Mrs Bishop is perched on the sofa in a cream-coloured quilted dressing gown, embroidered with delicate blue flowers. A pair of fluffy baby blue slippers are on her feet. The sturdy kind favoured by pensioners, which I’m starting to think I would like a pair of myself. The movement for comfortable footwear extends into slippers after all – or house shoes, as my granny called them.

Mrs Bishop’s normally perfectly set white curls are stickingout at all angles. I don’t think I’ve ever seen her looking anything less than perfectly presented. It’s unnerving. She looks extra small, and extra frail. When I get closer I notice she is holding a set of pale-blue rosary beads. In other circumstances I’d admire the matchy-matchy vibe, but this is not the time for that.
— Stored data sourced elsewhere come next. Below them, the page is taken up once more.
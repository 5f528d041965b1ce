//! Waypoint Quality Scoring.
//!
//! Combines four weighted sub-scores over the completed-trip projections
//! recorded near a waypoint into a single 0–100 score and classification.
//! Given the same store snapshot the output is bit-exact across runs: every
//! iteration that feeds an average runs in sorted order.

use chrono::{DateTime, Utc};
use serde::Deserialize;

use crate::error::DomainResult;
use crate::state::{
    Classification, HeatmapPoint, SuccessForecast, TripProjection, WaypointQualityScore,
};
use crate::store::TelemetryStore;

// Sub-score weights; must sum to 1.0.
const WEIGHT_SUCCESS_HISTORY: f64 = 0.40;
const WEIGHT_WEATHER: f64 = 0.25;
const WEIGHT_ACTIVITY: f64 = 0.20;
const WEIGHT_ACCESSIBILITY: f64 = 0.15;

/// Trips are attributed to a waypoint when their coordinates fall within
/// this radius of it.
const NEARBY_RADIUS_KM: f64 = 0.5;

/// Historical success rate expected under each weather label.
pub fn expected_weather_rate(label: &str) -> f64 {
    match label {
        "Sunny" => 0.75,
        "Cloudy" => 0.85,
        "Rainy" => 0.45,
        "Foggy" => 0.65,
        "Snowy" => 0.55,
        _ => 0.5,
    }
}

fn round1(v: f64) -> f64 {
    (v * 10.0).round() / 10.0
}

// ─── WQS Calculation ─────────────────────────────────────────────────────────

pub fn calculate_wqs(
    store: &TelemetryStore,
    user_id: &str,
    waypoint_id: &str,
    now: DateTime<Utc>,
) -> DomainResult<WaypointQualityScore> {
    let waypoint = store.get_waypoint(user_id, waypoint_id)?;
    let nearby = store.projections_near(user_id, waypoint.pos, NEARBY_RADIUS_KM);

    let (success_score, total, successful, success_rate, last_visit) = success_history(&nearby);
    let weather_score = weather_correlation(&nearby);
    let activity_score = activity(&nearby, now);
    let accessibility_score = accessibility(&nearby, now);

    let total_score = round1(
        success_score * WEIGHT_SUCCESS_HISTORY
            + weather_score * WEIGHT_WEATHER
            + activity_score * WEIGHT_ACTIVITY
            + accessibility_score * WEIGHT_ACCESSIBILITY,
    );

    Ok(WaypointQualityScore {
        waypoint_id: waypoint.id.clone(),
        waypoint_name: waypoint.name.clone(),
        total_score,
        success_history_score: round1(success_score),
        weather_score: round1(weather_score),
        activity_score: round1(activity_score),
        accessibility_score: round1(accessibility_score),
        total_visits: total,
        successful_visits: successful,
        success_rate: round1(success_rate),
        last_visit,
        classification: Classification::from_score(total_score),
    })
}

/// Success history, weight 0.40. Neutral 50 with no data; otherwise the raw
/// success rate plus a small volume bonus.
fn success_history(trips: &[&TripProjection]) -> (f64, u32, u32, f64, Option<DateTime<Utc>>) {
    if trips.is_empty() {
        return (50.0, 0, 0, 0.0, None);
    }

    let total = trips.len() as u32;
    let successful = trips.iter().filter(|t| t.success).count() as u32;
    let success_rate = successful as f64 / total as f64 * 100.0;

    let volume_bonus = (total as f64 * 0.5).min(10.0);
    let score = (success_rate + volume_bonus).min(100.0);

    let last_visit = trips.iter().map(|t| t.date).max();

    (score, total, successful, success_rate, last_visit)
}

/// Weather correlation, weight 0.25. For each observed weather label, compare
/// the actual success rate with the expected one; average across labels in
/// sorted order.
fn weather_correlation(trips: &[&TripProjection]) -> f64 {
    if trips.is_empty() {
        return 50.0;
    }

    let mut by_weather: std::collections::BTreeMap<&str, (u32, u32)> = Default::default();
    for trip in trips {
        let label = trip.weather_conditions.as_deref().unwrap_or("Unknown");
        let entry = by_weather.entry(label).or_insert((0, 0));
        entry.0 += 1;
        if trip.success {
            entry.1 += 1;
        }
    }

    let mut scores = Vec::new();
    for (label, (total, successful)) in &by_weather {
        if *total == 0 {
            continue;
        }
        let actual = *successful as f64 / *total as f64;
        let expected = expected_weather_rate(label);
        let score = (actual / expected.max(0.1) * 50.0 + 25.0).clamp(0.0, 100.0);
        scores.push(score);
    }

    if scores.is_empty() {
        50.0
    } else {
        scores.iter().sum::<f64>() / scores.len() as f64
    }
}

/// Animal activity, weight 0.20. Driven by observation density, with a bonus
/// for activity in the last 30 days.
fn activity(trips: &[&TripProjection], now: DateTime<Utc>) -> f64 {
    if trips.is_empty() {
        return 50.0;
    }

    let total_obs: u32 = trips.iter().map(|t| t.observations).sum();
    let avg_obs = total_obs as f64 / trips.len() as f64;

    let mut score = (avg_obs * 20.0).min(100.0);

    let recent = trips.iter().any(|t| (now - t.date).num_days() < 30);
    if recent {
        score = (score + 10.0).min(100.0);
    }

    score
}

/// Accessibility / frequency, weight 0.15. New waypoints with no trips get a
/// moderate 40.
fn accessibility(trips: &[&TripProjection], now: DateTime<Utc>) -> f64 {
    if trips.is_empty() {
        return 40.0;
    }

    let total = trips.len() as f64;
    let recent_90d = trips
        .iter()
        .filter(|t| (now - t.date).num_days() < 90)
        .count() as f64;

    let frequency = (total * 5.0).min(50.0);
    let recency = (recent_90d * 10.0).min(50.0);

    frequency + recency
}

// ─── Catalogue-wide projections ──────────────────────────────────────────────

/// Score every waypoint of a user, best first.
pub fn score_all(
    store: &TelemetryStore,
    user_id: &str,
    now: DateTime<Utc>,
) -> Vec<WaypointQualityScore> {
    let mut scores: Vec<WaypointQualityScore> = store
        .list_waypoints(user_id)
        .iter()
        .filter_map(|wp| calculate_wqs(store, user_id, &wp.id, now).ok())
        .collect();
    scores.sort_by(|a, b| {
        b.total_score
            .partial_cmp(&a.total_score)
            .unwrap_or(std::cmp::Ordering::Equal)
            .then_with(|| a.waypoint_id.cmp(&b.waypoint_id))
    });
    scores
}

/// All waypoints with WQS as heatmap intensity (0–1).
pub fn heatmap(store: &TelemetryStore, user_id: &str, now: DateTime<Utc>) -> Vec<HeatmapPoint> {
    store
        .list_waypoints(user_id)
        .iter()
        .filter_map(|wp| {
            let wqs = calculate_wqs(store, user_id, &wp.id, now).ok()?;
            Some(HeatmapPoint {
                pos: wp.pos,
                intensity: wqs.total_score / 100.0,
                waypoint_id: wp.id.clone(),
                waypoint_name: wp.name.clone(),
                wqs: wqs.total_score,
            })
        })
        .collect()
}

// ─── Success Forecast ────────────────────────────────────────────────────────

#[derive(Debug, Clone, Deserialize)]
pub struct ForecastRequest {
    #[serde(default)]
    pub weather_conditions: Option<String>,
    #[serde(default)]
    pub target_hour: Option<u32>,
    #[serde(default)]
    pub temperature: Option<f64>,
}

/// Deterministic success probability estimate for the user's next outing.
pub fn forecast(
    store: &TelemetryStore,
    user_id: &str,
    request: &ForecastRequest,
    now: DateTime<Utc>,
) -> SuccessForecast {
    let all = score_all(store, user_id, now);

    let Some(best) = all.into_iter().next() else {
        return SuccessForecast {
            probability: 0.0,
            confidence: "low".to_string(),
            best_waypoint: None,
            favorable_conditions: vec!["No waypoints recorded".to_string()],
            unfavorable_conditions: vec![],
        };
    };

    let base_prob = best.total_score * 0.6;

    let mut favorable = Vec::new();
    let mut unfavorable = Vec::new();

    let mut weather_mod = 0.0;
    if let Some(weather) = &request.weather_conditions {
        let rate = expected_weather_rate(weather);
        weather_mod = (rate - 0.5) * 40.0;
        if rate >= 0.7 {
            favorable.push(format!("Favorable weather: {weather}"));
        } else if rate < 0.5 {
            unfavorable.push(format!("Unfavorable weather: {weather}"));
        }
    }

    let mut time_mod = 0.0;
    let target_hour = request
        .target_hour
        .unwrap_or_else(|| chrono::Timelike::hour(&now));
    match target_hour {
        5..=7 | 16..=18 => {
            time_mod += 15.0;
            favorable.push("Prime window (dawn/dusk)".to_string());
        }
        8..=11 => {
            time_mod += 5.0;
            favorable.push("Good window (morning)".to_string());
        }
        19..=23 | 0..=4 => {
            time_mod -= 10.0;
            unfavorable.push("Poor window (night)".to_string());
        }
        _ => {}
    }

    if let Some(temp) = request.temperature {
        if (-5.0..=15.0).contains(&temp) {
            time_mod += 5.0;
            favorable.push(format!("Ideal temperature: {temp}°C"));
        } else if !(-15.0..=25.0).contains(&temp) {
            time_mod -= 10.0;
            unfavorable.push(format!("Extreme temperature: {temp}°C"));
        }
    }

    let probability = round1((base_prob + weather_mod + time_mod).clamp(5.0, 95.0));

    let confidence = if best.total_visits >= 10 {
        "high"
    } else if best.total_visits >= 3 {
        "medium"
    } else {
        "low"
    };

    SuccessForecast {
        probability,
        confidence: confidence.to_string(),
        best_waypoint: Some(best),
        favorable_conditions: favorable,
        unfavorable_conditions: unfavorable,
    }
}

#[cfg(test)]
mod tests {
    use super::*;
    use crate::state::Waypoint;
    use chrono::Duration;
    use field_geo::LatLng;

    const CENTER: LatLng = LatLng {
        lat: 46.8139,
        lng: -71.2080,
    };

    fn store_with_waypoint() -> TelemetryStore {
        let mut store = TelemetryStore::default();
        store.upsert_waypoint(Waypoint {
            id: "w1".to_string(),
            user_id: "alice".to_string(),
            name: "Clearing A".to_string(),
            pos: CENTER,
            waypoint_type: Some("stand".to_string()),
            color: None,
            icon: None,
            created_at: Utc::now(),
        });
        store
    }

    fn projection(
        i: usize,
        days_ago: i64,
        weather: &str,
        success: bool,
        observations: u32,
        now: DateTime<Utc>,
    ) -> TripProjection {
        TripProjection {
            trip_id: format!("t{i}"),
            user_id: "alice".to_string(),
            date: now - Duration::days(days_ago),
            species: "deer".to_string(),
            pos: Some(field_geo::destination(CENTER, (i as f64 * 40.0) % 360.0, 100.0)),
            duration_hours: 3.0,
            weather_conditions: Some(weather.to_string()),
            temperature: Some(5.0),
            success,
            observations,
            created_at: now,
        }
    }

    #[test]
    fn baseline_score_with_no_nearby_trips() {
        let store = store_with_waypoint();
        let wqs = calculate_wqs(&store, "alice", "w1", Utc::now()).unwrap();

        // 0.40·50 + 0.25·50 + 0.20·50 + 0.15·40 = 46.0
        assert_eq!(wqs.total_score, 46.0);
        assert_eq!(wqs.classification, Classification::Standard);
        assert_eq!(wqs.total_visits, 0);
        assert!(wqs.last_visit.is_none());
    }

    #[test]
    fn repeated_calls_are_bit_exact() {
        let now = Utc::now();
        let mut store = store_with_waypoint();
        for i in 0..12 {
            store.trip_projections.push(projection(
                i,
                (i as i64 * 11) % 120,
                ["Cloudy", "Sunny", "Rainy"][i % 3],
                i % 2 == 0,
                (i % 5) as u32,
                now,
            ));
        }

        let first = calculate_wqs(&store, "alice", "w1", now).unwrap();
        for _ in 0..10 {
            let again = calculate_wqs(&store, "alice", "w1", now).unwrap();
            assert_eq!(again.total_score, first.total_score);
            assert_eq!(again.classification, first.classification);
            assert_eq!(again.weather_score, first.weather_score);
        }
    }

    #[test]
    fn strong_recent_history_classifies_hotspot() {
        let now = Utc::now();
        let mut store = store_with_waypoint();
        for i in 0..20 {
            store
                .trip_projections
                .push(projection(i, (i as i64) % 25, "Cloudy", true, 6, now));
        }

        let wqs = calculate_wqs(&store, "alice", "w1", now).unwrap();
        assert!(wqs.total_score >= 75.0, "score {}", wqs.total_score);
        assert_eq!(wqs.classification, Classification::Hotspot);
        assert_eq!(wqs.total_visits, 20);
        assert_eq!(wqs.successful_visits, 20);
    }

    #[test]
    fn trips_outside_half_km_are_ignored() {
        let now = Utc::now();
        let mut store = store_with_waypoint();
        let mut p = projection(0, 5, "Cloudy", true, 8, now);
        p.pos = Some(field_geo::destination(CENTER, 0.0, 800.0));
        store.trip_projections.push(p);

        let wqs = calculate_wqs(&store, "alice", "w1", now).unwrap();
        assert_eq!(wqs.total_visits, 0);
        assert_eq!(wqs.total_score, 46.0);
    }

    #[test]
    fn unknown_waypoint_is_not_found() {
        let store = store_with_waypoint();
        assert!(calculate_wqs(&store, "alice", "missing", Utc::now()).is_err());
        assert!(calculate_wqs(&store, "bob", "w1", Utc::now()).is_err());
    }

    #[test]
    fn forecast_with_no_waypoints_is_low_confidence() {
        let store = TelemetryStore::default();
        let fc = forecast(
            &store,
            "alice",
            &ForecastRequest {
                weather_conditions: None,
                target_hour: None,
                temperature: None,
            },
            Utc::now(),
        );
        assert_eq!(fc.probability, 0.0);
        assert_eq!(fc.confidence, "low");
        assert!(fc.best_waypoint.is_none());
    }

    #[test]
    fn forecast_rewards_dawn_and_cloudy_weather() {
        let now = Utc::now();
        let mut store = store_with_waypoint();
        for i in 0..12 {
            store
                .trip_projections
                .push(projection(i, (i as i64) % 60, "Cloudy", i % 2 == 0, 4, now));
        }

        let dawn = forecast(
            &store,
            "alice",
            &ForecastRequest {
                weather_conditions: Some("Cloudy".to_string()),
                target_hour: Some(6),
                temperature: Some(5.0),
            },
            now,
        );
        let night = forecast(
            &store,
            "alice",
            &ForecastRequest {
                weather_conditions: Some("Rainy".to_string()),
                target_hour: Some(23),
                temperature: Some(-20.0),
            },
            now,
        );

        assert!(dawn.probability > night.probability);
        assert_eq!(dawn.confidence, "high");
        assert!((5.0..=95.0).contains(&dawn.probability));
        assert!((5.0..=95.0).contains(&night.probability));
    }
}
//! Authorization collaborator.
//!
//! The core never inspects tokens itself; this engine resolves a bearer
//! token to a principal and answers group-membership questions against the
//! externally-maintained membership mirror. With no signing secret
//! configured, every token resolves to the anonymous principal.

use std::sync::Arc;

use jsonwebtoken::{decode, Algorithm, DecodingKey, Validation};
use serde::Deserialize;
use tracing::warn;

use crate::error::{DomainError, DomainResult};
use crate::store::SharedStore;

#[derive(Debug, Clone)]
pub struct Principal {
    pub user_id: String,
    pub role: String,
}

#[derive(Debug, Deserialize)]
struct Claims {
    sub: String,
    #[serde(default)]
    role: Option<String>,
    #[allow(dead_code)]
    exp: usize,
}

pub struct AuthEngine {
    secret: Option<String>,
    store: SharedStore,
}

impl AuthEngine {
    pub fn new(secret: Option<String>, store: SharedStore) -> Arc<Self> {
        Arc::new(Self { secret, store })
    }

    /// Resolve a bearer token to a principal. Invalid or unverifiable tokens
    /// fall through to anonymous (`None`); role defaults to `hunter`.
    pub fn resolve_principal(&self, token: &str) -> Option<Principal> {
        let secret = self.secret.as_ref()?;

        let validation = Validation::new(Algorithm::HS256);
        match decode::<Claims>(
            token,
            &DecodingKey::from_secret(secret.as_bytes()),
            &validation,
        ) {
            Ok(data) => Some(Principal {
                user_id: data.claims.sub,
                role: data.claims.role.unwrap_or_else(|| "hunter".to_string()),
            }),
            Err(e) => {
                warn!("Token rejected: {e}");
                None
            }
        }
    }

    /// Membership gate for group-scoped routes. Runs before any group data is
    /// touched.
    pub async fn require_membership(&self, user_id: &str, group_id: &str) -> DomainResult<()> {
        let store = self.store.read().await;
        if store.is_group_member(group_id, user_id) {
            Ok(())
        } else {
            Err(DomainError::PermissionDenied)
        }
    }
}

#[cfg(test)]
mod tests {
    use super::*;
    use crate::state::GroupMember;
    use crate::store::{shared, TelemetryStore};
    use jsonwebtoken::{encode, EncodingKey, Header};
    use serde::Serialize;

    #[derive(Serialize)]
    struct TestClaims {
        sub: String,
        role: Option<String>,
        exp: usize,
    }

    fn token(secret: &str, sub: &str, role: Option<&str>, exp: usize) -> String {
        encode(
            &Header::default(),
            &TestClaims {
                sub: sub.to_string(),
                role: role.map(|r| r.to_string()),
                exp,
            },
            &EncodingKey::from_secret(secret.as_bytes()),
        )
        .unwrap()
    }

    fn far_future() -> usize {
        (chrono::Utc::now().timestamp() + 3600) as usize
    }

    #[test]
    fn valid_token_resolves_with_role() {
        let auth = AuthEngine::new(
            Some("s3cret".to_string()),
            shared(TelemetryStore::default()),
        );

        let principal = auth
            .resolve_principal(&token("s3cret", "alice", Some("guide"), far_future()))
            .unwrap();
        assert_eq!(principal.user_id, "alice");
        assert_eq!(principal.role, "guide");

        let default_role = auth
            .resolve_principal(&token("s3cret", "bob", None, far_future()))
            .unwrap();
        assert_eq!(default_role.role, "hunter");
    }

    #[test]
    fn bad_signature_or_missing_secret_is_anonymous() {
        let store = shared(TelemetryStore::default());

        let auth = AuthEngine::new(Some("s3cret".to_string()), store.clone());
        assert!(auth
            .resolve_principal(&token("wrong-secret", "alice", None, far_future()))
            .is_none());

        let no_secret = AuthEngine::new(None, store);
        assert!(no_secret
            .resolve_principal(&token("s3cret", "alice", None, far_future()))
            .is_none());
    }

    #[tokio::test]
    async fn membership_gate() {
        let store = shared(TelemetryStore::default());
        {
            let mut guard = store.write().await;
            guard.add_group_member(GroupMember {
                group_id: "g1".to_string(),
                user_id: "alice".to_string(),
                user_name: "Alice".to_string(),
                joined_at: chrono::Utc::now(),
            });
        }
        let auth = AuthEngine::new(None, store);

        assert!(auth.require_membership("alice", "g1").await.is_ok());
        assert!(matches!(
            auth.require_membership("bob", "g1").await,
            Err(DomainError::PermissionDenied)
        ));
    }
}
This is a time when I just look at her small, veiny hands clasping the blue beads, and it just makes me incredibly emotional. I envy her faith. I envy the hope that it must give her. And if not hope, then I envy the comfort she must feel.

I’m acutely, painfully, aware that to my left my mother is on the floor and there are three paramedics working at her. They are calling instructions to each other. I hear Laura tell them that I am Roisin’s daughter, and I know they are speaking back to her, but I am not engaging with them. It’s as if my brain has put them on mute.

I have decided with a stubbornness that Daniel would be proud of that I simply am not listening. I am too scared. My mother is too quiet. I don’t want to turn my head to see. So I choose to focus on Mrs Bishop and her slippers, and the pale-blue rosary beads she is knitting through her fingers. If I don’t see what is going on, there is a chance it might not be happening. I know it’s a very flawed logic but it’s keeping me upright and stopping me from lying down on the floor beside my mother and getting in everyone’s way.